1.1 The ministry has not yet made it mandatory for employers to issue detailed salary slips to employees, without which employees cannot be sure that the amounts are correctly calculated. Employers can therefore run around MOM’s new policy by paying on time, but less than what the workers are due.

1.2 Nor has the ministry made it mandatory for employers to pay salaries through bank giro or other electronic channels that maintain audit trails. Without this requirement, employers are free to pay in cash. The worker’s position is weakened, because he cannot produce documentary proof that he has not been paid. MOM’s investigation is stymied or needlessly prolonged when the complaint is reduced to a case of the employee’s word against the employer’s.

1.3 From the 240 cases of salary problems (non-domestic workers) that our social workers dealt with last year (i.e. excluding another few hundred salary cases that only ate with our free meal programme, whose cases we did not follow closely), none resulted in full settlement. More typically, the outcome is at best a settlement comprising no more than a quarter or a third of what they are owed. Some cases end with workers getting nothing. The injustice should pain us all.

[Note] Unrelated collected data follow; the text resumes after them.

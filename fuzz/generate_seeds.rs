#!/usr/bin/env -S cargo +nightly -Zscript
//! Generate seed corpus files for fuzzing.
//! Run: cargo +nightly -Zscript fuzz/generate_seeds.rs

fn bmp(width: i32, height: i32, fill: u8) -> Vec<u8> {
    let stride = (width.unsigned_abs() as usize * 3).div_ceil(4) * 4;
    let data_len = stride * height.unsigned_abs() as usize;
    let mut out = vec![0u8; 54 + data_len];
    out[0] = b'B'; out[1] = b'M';
    out[2..6].copy_from_slice(&((54 + data_len) as u32).to_le_bytes()); // file size
    out[10..14].copy_from_slice(&54u32.to_le_bytes()); // data offset
    out[14..18].copy_from_slice(&40u32.to_le_bytes()); // DIB header size
    out[18..22].copy_from_slice(&width.to_le_bytes());
    out[22..26].copy_from_slice(&height.to_le_bytes());
    out[26..28].copy_from_slice(&1u16.to_le_bytes()); // planes
    out[28..30].copy_from_slice(&24u16.to_le_bytes()); // bpp
    out[34..38].copy_from_slice(&(data_len as u32).to_le_bytes());
    for row in out[54..].chunks_exact_mut(stride) {
        row[..width.unsigned_abs() as usize * 3].fill(fill);
    }
    out
}

fn main() {
    use std::fs;
    let dir = "fuzz/corpus/fuzz_decode";
    fs::create_dir_all(dir).unwrap();

    fs::write(format!("{dir}/bmp_1x1.bmp"), bmp(1, 1, 0xff)).unwrap();
    fs::write(format!("{dir}/bmp_4x4.bmp"), bmp(4, 4, 0x80)).unwrap();
    fs::write(format!("{dir}/bmp_5x3_topdown.bmp"), bmp(5, -3, 0x10)).unwrap();
    fs::write(format!("{dir}/bmp_9x9.bmp"), bmp(9, 9, 0x42)).unwrap();

    // Truncated/malformed seeds for edge coverage
    fs::write(format!("{dir}/empty.bin"), b"").unwrap();
    fs::write(format!("{dir}/bm_short.bin"), b"BM\x00\x00").unwrap();
    let mut rle = bmp(2, 2, 0);
    rle[30..34].copy_from_slice(&1u32.to_le_bytes());
    fs::write(format!("{dir}/bmp_rle8.bin"), rle).unwrap();
    let mut truncated = bmp(3, 3, 0x7f);
    truncated.truncate(60);
    fs::write(format!("{dir}/bmp_truncated.bin"), truncated).unwrap();

    println!("Generated seed corpus in {dir}/");
}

(TWC2’s website documents a number of these cases. See footnote)

1.4 It is also important to review the conditions that hold workers back from lodging complaints in the first place. The fact is, workers who have not received their correct salaries on time are highly conscious that complaining imposes a heavy penalty on them even when they are the wronged party. This is because MOM’s current framework for migrant worker management allows employers to terminate workers at will, and on termination, requires employers to repatriate their workers (but see points 1.6 and 1.7 below). Lodging a complaint at MOM effectively means that workers will lose their jobs with the near-certainty of being sent home, either immediately or at the end of whatever process MOM institutes, and which, as pointed out in 1.3 above, seldom results in a just and satisfactory conclusion for the worker.

1.5 It is completely understandable therefore that workers would rather cling on to hope and continue working for either partial or no salary rather than burn their bridges with their employer and be out of a job and out of Singapore. Employers will take advantage of this to delay salaries, confident that employees will not complain for at least some months.

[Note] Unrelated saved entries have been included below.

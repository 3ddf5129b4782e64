use imgref::{ImgRef, ImgVec};
use rgb::RGB8;

use crate::error::BitmapError;

/// Size of the file header plus the 40-byte info block.
pub const HEADER_LEN: usize = FILE_HEADER_LEN + INFO_HEADER_LEN as usize;
pub(crate) const FILE_HEADER_LEN: usize = 14;
/// BITMAPINFOHEADER size, the only supported info block.
pub const INFO_HEADER_LEN: u32 = 40;
/// Bits per pixel, the only supported depth.
pub const BITS_PER_PIXEL: u16 = 24;
/// Compression method 0 (BI_RGB).
pub const COMPRESSION_NONE: u32 = 0;

/// 72 DPI expressed in pixels per meter.
const DEFAULT_DENSITY: u32 = 2835;

/// The 14-byte BMP file header.
#[derive(Clone, Copy, Debug, PartialEq, Eq)]
pub struct FileHeader {
    /// Format tag, `b"BM"` (the byte-swapped `b"MB"` is also accepted on decode).
    pub magic: [u8; 2],
    /// Total file size in bytes. Recomputed on encode.
    pub size: u32,
    pub reserved1: u16,
    pub reserved2: u16,
    /// Offset from the start of the file to the pixel rows.
    pub pixel_offset: u32,
}

/// The 40-byte BITMAPINFOHEADER.
#[derive(Clone, Copy, Debug, PartialEq, Eq)]
pub struct InfoHeader {
    pub size: u32,
    pub width: i32,
    /// Positive for bottom-up storage, negative for top-down.
    pub height: i32,
    pub planes: u16,
    pub bit_count: u16,
    pub compression: u32,
    /// Advisory pixel payload size, carried through unchanged.
    pub image_size: u32,
    pub x_pixels_per_meter: u32,
    pub y_pixels_per_meter: u32,
    pub colors_used: u32,
    pub colors_important: u32,
}

/// Whether the first stored row is the visual bottom or top of the image.
#[derive(Clone, Copy, Debug, PartialEq, Eq)]
pub enum RowOrder {
    /// Positive height. Row 0 is the bottom scanline.
    BottomUp,
    /// Negative height. Row 0 is the top scanline.
    TopDown,
}

/// A decoded 24-bit bitmap: both header blocks plus the pixel grid.
///
/// Pixel rows are kept in storage order. `pixels().buf()[0..width]` is the
/// first row in the file regardless of [`RowOrder`]; orientation only
/// matters to whoever displays the image.
#[derive(Clone, Debug)]
pub struct Image {
    header: FileHeader,
    info: InfoHeader,
    pixels: ImgVec<RGB8>,
}

impl Image {
    /// Build an image with canonical headers around an existing pixel grid.
    pub fn new(pixels: ImgVec<RGB8>, order: RowOrder) -> Result<Self, BitmapError> {
        let too_large = || BitmapError::DimensionsTooLarge {
            width: pixels.width() as u32,
            height: pixels.height() as u32,
        };
        let width = i32::try_from(pixels.width()).map_err(|_| too_large())?;
        let rows = i32::try_from(pixels.height()).map_err(|_| too_large())?;
        let height = match order {
            RowOrder::BottomUp => rows,
            RowOrder::TopDown => -rows,
        };
        let image_size = u32::try_from(row_stride(pixels.width()) * pixels.height())
            .map_err(|_| too_large())?;
        let header = FileHeader {
            magic: *b"BM",
            size: 0,
            reserved1: 0,
            reserved2: 0,
            pixel_offset: HEADER_LEN as u32,
        };
        let info = InfoHeader {
            size: INFO_HEADER_LEN,
            width,
            height,
            planes: 1,
            bit_count: BITS_PER_PIXEL,
            compression: COMPRESSION_NONE,
            image_size,
            x_pixels_per_meter: DEFAULT_DENSITY,
            y_pixels_per_meter: DEFAULT_DENSITY,
            colors_used: 0,
            colors_important: 0,
        };
        let mut image = Self::from_parts(header, info, pixels)?;
        image.header.size = image.encoded_len()? as u32;
        Ok(image)
    }

    /// Assemble an image from already-parsed headers and a pixel grid.
    ///
    /// The headers must describe a file [`decode`](crate::decode) accepts,
    /// with the same errors in the same order. The grid must then measure
    /// `abs(height)` rows by `width` columns, or this fails with
    /// [`BitmapError::InvalidParameter`].
    pub fn from_parts(
        header: FileHeader,
        info: InfoHeader,
        pixels: ImgVec<RGB8>,
    ) -> Result<Self, BitmapError> {
        check_headers(&header, &info)?;
        let width = info.width as usize;
        let height = info.height.unsigned_abs() as usize;
        if pixels.width() != width || pixels.height() != height || pixels.stride() != width {
            return Err(BitmapError::InvalidParameter(alloc::format!(
                "pixel grid is {}x{}, header says {width}x{height}",
                pixels.width(),
                pixels.height()
            )));
        }
        Ok(Self {
            header,
            info,
            pixels,
        })
    }

    pub fn header(&self) -> &FileHeader {
        &self.header
    }

    pub fn info(&self) -> &InfoHeader {
        &self.info
    }

    /// Width in pixels.
    pub fn width(&self) -> usize {
        self.pixels.width()
    }

    /// Number of rows, `abs(info.height)`.
    pub fn height(&self) -> usize {
        self.pixels.height()
    }

    pub fn row_order(&self) -> RowOrder {
        if self.info.height < 0 {
            RowOrder::TopDown
        } else {
            RowOrder::BottomUp
        }
    }

    /// Zero bytes appended to each stored row.
    pub fn row_padding(&self) -> usize {
        row_stride(self.width()) - self.width() * 3
    }

    /// Bytes per stored row including padding.
    pub fn row_stride(&self) -> usize {
        row_stride(self.width())
    }

    /// Size of the encoded file: header plus every padded row.
    pub fn encoded_len(&self) -> Result<usize, BitmapError> {
        self.row_stride()
            .checked_mul(self.height())
            .and_then(|n| n.checked_add(HEADER_LEN))
            .filter(|&n| n <= u32::MAX as usize)
            .ok_or(BitmapError::DimensionsTooLarge {
                width: self.width() as u32,
                height: self.height() as u32,
            })
    }

    pub fn pixels(&self) -> ImgRef<'_, RGB8> {
        self.pixels.as_ref()
    }

    /// The flat pixel buffer, rows in storage order.
    pub fn buf(&self) -> &[RGB8] {
        self.pixels.buf()
    }

    /// Mutable access to the flat pixel buffer, rows in storage order.
    pub fn pixels_mut(&mut self) -> &mut [RGB8] {
        self.pixels.buf_mut()
    }

    /// Pixel at `(row, col)` in storage order.
    pub fn pixel(&self, row: usize, col: usize) -> Option<RGB8> {
        if row < self.height() && col < self.width() {
            Some(self.buf()[row * self.width() + col])
        } else {
            None
        }
    }

    pub fn into_pixels(self) -> ImgVec<RGB8> {
        self.pixels
    }

    /// Swap in a freshly computed grid of the same dimensions.
    pub(crate) fn replace_pixels(&mut self, pixels: ImgVec<RGB8>) {
        debug_assert_eq!(pixels.width(), self.width());
        debug_assert_eq!(pixels.height(), self.height());
        self.pixels = pixels;
    }
}

pub(crate) fn check_magic(magic: [u8; 2]) -> Result<(), BitmapError> {
    match &magic {
        b"BM" | b"MB" => Ok(()),
        _ => Err(BitmapError::UnsupportedFormat),
    }
}

pub(crate) fn check_info_size(size: u32) -> Result<(), BitmapError> {
    if size != INFO_HEADER_LEN {
        return Err(BitmapError::UnsupportedVersion(size));
    }
    Ok(())
}

/// Every header invariant, in reporting order: magic, info block size,
/// compression, bit depth, then dimensions.
pub(crate) fn check_headers(header: &FileHeader, info: &InfoHeader) -> Result<(), BitmapError> {
    check_magic(header.magic)?;
    check_info_size(info.size)?;
    if info.compression != COMPRESSION_NONE {
        return Err(BitmapError::UnsupportedCompression(info.compression));
    }
    if info.bit_count != BITS_PER_PIXEL {
        return Err(BitmapError::UnsupportedBitDepth(info.bit_count));
    }
    if info.width <= 0 {
        return Err(BitmapError::InvalidParameter(alloc::format!(
            "BMP width must be positive, got {}",
            info.width
        )));
    }
    if info.height == 0 {
        return Err(BitmapError::InvalidParameter("BMP height is zero".into()));
    }
    Ok(())
}

/// Row length in bytes rounded up to a multiple of 4.
pub(crate) fn row_stride(width: usize) -> usize {
    (width * 3 + 3) & !3
}
#![no_main]
use libfuzzer_sys::fuzz_target;

fuzz_target!(|data: &[u8]| {
    // Must never panic, whatever the input
    let Ok(mut image) = bmp24::decode(data, enough::Unstoppable) else {
        return;
    };

    // Every filter must also be total over any decodable image
    bmp24::adjust_brightness(&mut image, i32::from(data[0]) - 128);
    let _ = bmp24::adjust_contrast(&mut image, f64::from(data[1]) * 2.0 - 255.0);
    bmp24::downsample(&mut image);
    bmp24::spherize(&mut image);
    let _ = bmp24::dump(&image);
});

1.6 MOM has in certain cases allowed workers who have lodged complaints to stay on in Singapore to look for new jobs — a concession known as “Change of Employer”. Generally however, MOM gives workers only two weeks to find a new job. This is an unrealistically short period of time. While a further extension of two weeks is possible when TWC2 appeals on workers’ behalf, even so, four weeks is too little.

1.7 Moreover, the recruitment system that has developed over the years is one that is largely reliant on recruiters in source countries. From TWC2′s experience and research, huge profits are made by intermediaries, including by Singapore-based supervisors, managers and even bosses, in the form of profit-sharing by recruiters or kickbacks demanded from workers. Naturally there is no incentive to hire workers from outside these lucrative channels. This explains what TWC2 has observed: Despite MOM granting some workers the opportunity to look for alternative jobs locally, the vast majority do not succeed and are sent home when their two or four weeks are up.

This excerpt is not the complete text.